Regarding the cycle of the day (clock), the scrolling is quite fast, so you have to keep planning what you want to do next, the software is still providing the content. To be reassuring, there is no obligation of deadlines to keep, let’s say rather that you will not be able to achieve everything in a single day. For example, repairing a bridge takes an hour, making things depends on it (a return bell equals 20 minutes of time), distance also makes a clock, and it does not forget the agriculture. Moreover, the larger the plot of land, the more it needs to be cared for in order to get crops and produce, and therefore earn Grillas (game money).

This agriculture is quite simple and easy to assimilate, it can even be addictive if you love the genre. So, plots of land are plowed, seeds are sown there, then vegetables, fruits and grains are watered before waiting for them to grow over days. Obviously, the process is repeated until the harvest is done. From there, it is possible to keep the fruits of your labor for future meals, for example, or to earn a little income.

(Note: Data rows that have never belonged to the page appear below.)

// src/rendering_lib/render_target.rs

use std::collections::HashMap;

use serde::{Deserialize, Serialize};

use crate::error::PortalResult;

#[derive(Clone, Copy, Debug, PartialEq, Eq, Hash, Serialize, Deserialize)]
pub enum ColorFormat {
    Rgba8Unorm,
    Rgba8UnormSrgb,
    Bgra8Unorm,
    Bgra8UnormSrgb,
}

impl ColorFormat {
    pub fn to_wgpu(self) -> wgpu::TextureFormat {
        match self {
            ColorFormat::Rgba8Unorm => wgpu::TextureFormat::Rgba8Unorm,
            ColorFormat::Rgba8UnormSrgb => wgpu::TextureFormat::Rgba8UnormSrgb,
            ColorFormat::Bgra8Unorm => wgpu::TextureFormat::Bgra8Unorm,
            ColorFormat::Bgra8UnormSrgb => wgpu::TextureFormat::Bgra8UnormSrgb,
        }
    }

    pub fn from_wgpu(format: wgpu::TextureFormat) -> Option<Self> {
        match format {
            wgpu::TextureFormat::Rgba8Unorm => Some(ColorFormat::Rgba8Unorm),
            wgpu::TextureFormat::Rgba8UnormSrgb => Some(ColorFormat::Rgba8UnormSrgb),
            wgpu::TextureFormat::Bgra8Unorm => Some(ColorFormat::Bgra8Unorm),
            wgpu::TextureFormat::Bgra8UnormSrgb => Some(ColorFormat::Bgra8UnormSrgb),
            _ => None,
        }
    }
}

/// Size and format of a render target. Cloned, never shared, when a rig allocates.
#[derive(Clone, Copy, Debug, PartialEq, Eq, Serialize, Deserialize)]
pub struct RenderTargetDescriptor {
    pub width: u32,
    pub height: u32,
    pub format: ColorFormat,
    pub depth_bits: u8,
}

impl Default for RenderTargetDescriptor {
    fn default() -> Self {
        Self {
            width: 1024,
            height: 768,
            format: ColorFormat::Rgba8UnormSrgb,
            depth_bits: 16,
        }
    }
}

impl RenderTargetDescriptor {
    /// Fallback descriptor sized like the screen.
    pub fn for_screen(width: u32, height: u32) -> Self {
        Self {
            width: width.max(1),
            height: height.max(1),
            ..Self::default()
        }
    }

    pub fn depth_format(&self) -> Option<wgpu::TextureFormat> {
        match self.depth_bits {
            0 => None,
            1..=16 => Some(wgpu::TextureFormat::Depth16Unorm),
            17..=24 => Some(wgpu::TextureFormat::Depth24Plus),
            _ => Some(wgpu::TextureFormat::Depth32Float),
        }
    }

    pub fn aspect(&self) -> f32 {
        self.width.max(1) as f32 / self.height.max(1) as f32
    }
}

/// Opaque handle to an allocated target. Never reused by a factory.
#[derive(Clone, Copy, Debug, PartialEq, Eq, Hash)]
pub struct RenderTargetHandle(pub u64);

pub trait RenderTargetFactory {
    fn allocate(&mut self, label: &str, descriptor: &RenderTargetDescriptor) -> PortalResult<RenderTargetHandle>;
    fn release(&mut self, handle: RenderTargetHandle);
}

/// Bookkeeping-only factory for runs without a GPU.
#[derive(Debug, Default)]
pub struct HeadlessTargetFactory {
    next: u64,
    live: HashMap<RenderTargetHandle, (String, RenderTargetDescriptor)>,
}

impl HeadlessTargetFactory {
    pub fn new() -> Self {
        Self::default()
    }

    pub fn live_count(&self) -> usize {
        self.live.len()
    }

    pub fn is_live(&self, handle: RenderTargetHandle) -> bool {
        self.live.contains_key(&handle)
    }

    pub fn descriptor(&self, handle: RenderTargetHandle) -> Option<&RenderTargetDescriptor> {
        self.live.get(&handle).map(|(_, descriptor)| descriptor)
    }
}

impl RenderTargetFactory for HeadlessTargetFactory {
    fn allocate(&mut self, label: &str, descriptor: &RenderTargetDescriptor) -> PortalResult<RenderTargetHandle> {
        let handle = RenderTargetHandle(self.next);
        self.next += 1;
        self.live.insert(handle, (label.to_string(), *descriptor));
        Ok(handle)
    }

    fn release(&mut self, handle: RenderTargetHandle) {
        if self.live.remove(&handle).is_none() {
            log::warn!("[RenderTarget] Release of unknown target {:?}", handle);
        }
    }
}

#[cfg(test)]
mod tests {
    use super::*;

    #[test]
    fn depth_bits_map_to_formats() {
        let mut desc = RenderTargetDescriptor::default();
        assert_eq!(desc.depth_format(), Some(wgpu::TextureFormat::Depth16Unorm));
        desc.depth_bits = 24;
        assert_eq!(desc.depth_format(), Some(wgpu::TextureFormat::Depth24Plus));
        desc.depth_bits = 0;
        assert_eq!(desc.depth_format(), None);
    }

    #[test]
    fn headless_handles_are_unique() {
        let mut factory = HeadlessTargetFactory::new();
        let desc = RenderTargetDescriptor::default();
        let a = factory.allocate("a", &desc).unwrap();
        factory.release(a);
        let b = factory.allocate("b", &desc).unwrap();
        assert_ne!(a, b);
        assert_eq!(factory.live_count(), 1);
    }
}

And this benefit is not something to neglect, because Grillas (also money that can be obtained by doing side quests) are just as important. We need it to strengthen armaments, to buy new types of seeds – vegetables that grow according to the seasons -, to expand the farm with enclosures for breeding, to access a kitchen to make small dishes or to grow a farm. The latter is then cleaned with a hammer, yes, a hammer, breaking stones it does not work with a rake, then plow, water and so on.

As you can understand, Harvestella requires patience and perseverance, but it was very clear that we wanted the time/clock function to allow us to do more activities in a day. If you are impatient, you are more likely to “suffer” with this idea of ​​time and find progress taking too long, both in this daily life and during the exploration of dungeons / plains.

Dynamic matches but with a missing touch

With all the details already indicated (time of repairing the bridge, discovering chests, building annexes, etc.), Harvestella also has battle stages. Unfortunately, despite all the tricks like skills, multiple strikes or changing classes on the fly (swordsman, magician, etc.) that require a Cooldown, the fights, although dynamic, are lacking a little vitality. In fact, not much is missing to bring the necessary touch: the possibility of a dodge or a parry.

It’s a shame, because we still appreciate having to change classes according to the elemental affinity of our opponents, some are more sensitive to magic and not to blade strikes, and vice versa, to use interrupt gauges during boss stages, thus allowing to generate more damage and even to rely on some support characters. But the lack of avoidance really takes off, and ruins the full potential of these matches.

Good DA and sound

Now let’s move on to the graphic and technical set of the title. If the artwork from Isamu Kamikokuryo (Final Fantasy XII) is very nice and we take advantage of different environments or beautiful panoramas/colors, we are sorry to have clipping and framerate drop. On the other hand, the wonderful sound of Go Shijina, which already works in the Tales of or God Eater saga, is really in line with the places visited and moments experienced. Finally, note that the subtitles are in French.

Tested on Switch

More accessible than its congeners of the same genre, Harvestella benefits from relatively interesting content. Fans of RPG and Simulation in Rune Factory can only follow it, especially since these gameplay mechanics are easily accessible, the story follows pleasantly, and that as a whole can quickly become addictive. . Unfortunately, however, on the side of battles, even if we see that the bases are there with good ideas, it lacks a little something to get us the perfect cocktail.